The type/size of the hash is typically that of the smallest integer large enough to index all of RAM. On a 32 bit system this is a 32 bit integer. On a 64 bit system this is a 64 bit integer. In C++ this corresponds to unsigned int and unsigned long long respectively. To be pedantic C++ technically specifies minimum sizes for its primitives i.e. at least 32 bits and at least 64 bits, but that's beside the point. For the sake of making code portable C++ also provides a size_t primative which corresponds to the appropriate unsigned integer. You'll see that type a lot in for loops which index into arrays, in well written code. In the case of a language like Python the integer primitive grows to whatever size it needs to be. This is typically implemented in the standard libraries of other languages under the name "Big Integer". To deal with this the Python programming language simply truncates whatever value you return from the __hash__() method down to the appropriate size.

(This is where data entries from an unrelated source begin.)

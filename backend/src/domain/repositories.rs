//! Repository bundle shared by the domain services, plus the lookups every
//! service needs before it can authorise a request.

use std::sync::Arc;

use crate::domain::permissions::{PermissionContext, ProjectAccess, Requester, rules};
use crate::domain::ports::{
    FeedbackRepository, HistoryRepository, IssueRepository, MembershipRepository,
    MilestoneRepository, ProjectRepository, RoleRepository, StatusRepository, TaskRepository,
    TemplateRepository, UserRepository, UserStoryRepository, VoteRepository,
};
use crate::domain::{
    Error, Milestone, MilestoneId, Project, ProjectId, Status, StatusId, StatusKind, User, UserId,
    UserStory, UserStoryId,
};

/// Every driven repository port, shared behind `Arc`s.
#[derive(Clone)]
pub struct Repositories {
    pub users: Arc<dyn UserRepository>,
    pub projects: Arc<dyn ProjectRepository>,
    pub memberships: Arc<dyn MembershipRepository>,
    pub roles: Arc<dyn RoleRepository>,
    pub statuses: Arc<dyn StatusRepository>,
    pub milestones: Arc<dyn MilestoneRepository>,
    pub user_stories: Arc<dyn UserStoryRepository>,
    pub tasks: Arc<dyn TaskRepository>,
    pub issues: Arc<dyn IssueRepository>,
    pub votes: Arc<dyn VoteRepository>,
    pub history: Arc<dyn HistoryRepository>,
    pub feedback: Arc<dyn FeedbackRepository>,
    pub templates: Arc<dyn TemplateRepository>,
}

impl Repositories {
    /// Load a project or fail with 404.
    pub(crate) async fn project(&self, id: ProjectId) -> Result<Project, Error> {
        self.projects
            .find_by_id(id)
            .await?
            .ok_or_else(|| Error::not_found("Project not found"))
    }

    /// Load a project named in a request body; unknown ids are a 400.
    pub(crate) async fn referenced_project(&self, id: ProjectId) -> Result<Project, Error> {
        self.projects
            .find_by_id(id)
            .await?
            .ok_or_else(|| Error::invalid_field("project", "invalid_project", "Invalid project"))
    }

    /// Load a user or fail with 404.
    pub(crate) async fn user(&self, id: UserId) -> Result<User, Error> {
        self.users
            .find_by_id(id)
            .await?
            .ok_or_else(|| Error::not_found("User not found"))
    }

    /// Resolve what `requester` may do in `project`.
    pub(crate) async fn access(
        &self,
        requester: &Requester,
        project: &Project,
    ) -> Result<ProjectAccess, Error> {
        let Some(user_id) = requester.id() else {
            return Ok(ProjectAccess::resolve(requester, project, None));
        };
        let Some(membership) = self.memberships.find_for_user(project.id, user_id).await? else {
            return Ok(ProjectAccess::resolve(requester, project, None));
        };
        let role = self.roles.find_by_id(membership.role).await?;
        Ok(match role {
            Some(role) => ProjectAccess::resolve(requester, project, Some((&membership, &role))),
            None => {
                tracing::warn!(membership = %membership.id, "membership references a missing role");
                ProjectAccess::resolve(requester, project, None)
            }
        })
    }

    /// Load a status of `kind` that belongs to `project`, else 400.
    pub(crate) async fn project_status(
        &self,
        project: ProjectId,
        kind: StatusKind,
        id: StatusId,
    ) -> Result<Status, Error> {
        self.statuses
            .find_by_id(id)
            .await?
            .filter(|status| status.project == project && status.kind == kind)
            .ok_or_else(|| {
                Error::invalid_field("status", "invalid_status", "Invalid status for the project")
            })
    }

    /// Load a milestone that belongs to `project`, else 400 on `field`.
    pub(crate) async fn project_milestone(
        &self,
        project: ProjectId,
        id: MilestoneId,
        field: &str,
    ) -> Result<Milestone, Error> {
        self.milestones
            .find_by_id(id)
            .await?
            .filter(|milestone| milestone.project == project)
            .ok_or_else(|| {
                Error::invalid_field(field, "invalid_milestone", "Invalid milestone for the project")
            })
    }

    /// Load a user story that belongs to `project`, else 400 on `field`.
    pub(crate) async fn project_user_story(
        &self,
        project: ProjectId,
        id: UserStoryId,
        field: &str,
    ) -> Result<UserStory, Error> {
        self.user_stories
            .find_by_id(id)
            .await?
            .filter(|story| story.project == project)
            .ok_or_else(|| {
                Error::invalid_field(field, "invalid_user_story", "Invalid user story for the project")
            })
    }
}

impl Repositories {
    /// Check `action` on a project value (membership, role, status).
    pub(crate) async fn check_project_value(
        &self,
        requester: &Requester,
        project: &Project,
        action: &str,
    ) -> Result<(), Error> {
        let access = self.access(requester, project).await?;
        rules::project_values().check(
            action,
            &PermissionContext::new(requester).with_project(&access),
        )
    }
}

/// Memoised permission lookups for list endpoints spanning many projects.
#[derive(Debug, Default)]
pub(crate) struct AccessCache {
    projects: std::collections::HashMap<ProjectId, Option<ProjectAccess>>,
}

impl AccessCache {
    /// `true` when `requester` holds `permission` in `project`. Missing
    /// projects allow nothing.
    pub(crate) async fn allows(
        &mut self,
        repos: &Repositories,
        requester: &Requester,
        project: ProjectId,
        permission: crate::domain::permissions::ProjectPermission,
    ) -> Result<bool, Error> {
        if !self.projects.contains_key(&project) {
            let access = match repos.projects.find_by_id(project).await? {
                Some(found) => Some(repos.access(requester, &found).await?),
                None => None,
            };
            self.projects.insert(project, access);
        }
        Ok(self
            .projects
            .get(&project)
            .and_then(Option::as_ref)
            .is_some_and(|access| access.has(permission)))
    }
}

On this score I think it's worth giving a word to the wise. The result of arithmetic is the same regardless of whether you compute the remainder at the end or at each step along the way. Truncation is equivalent to computing the remainder modulo 2^n where n is the number of bits you leave intact. Now you might think that computing the remainder at each step would be foolish due to the fact that you're incurring an extra computation at every step along the way. However this is not the case for two reasons. First, computationally speaking, truncation is extraordinarily cheap, far cheaper than generalized division. Second, and this is the real reason as the first is insufficient, and the claim would generally hold even in its absence, taking the remainder at each step keeps the number (relatively) small. So instead of something like product = 31*product + hash(array[index]), you'll want something like product = hash(31*product + hash(array[index])). The primary purpose of the inner hash() call is to take something which might not be a number and turn it into one, where as the primary purpose of the outer hash() call is to take a potentially oversized number and truncate it. Lastly I'll note that in languages like C++ where integer primitives have a fixed size this truncation step is automatically performed after every operation.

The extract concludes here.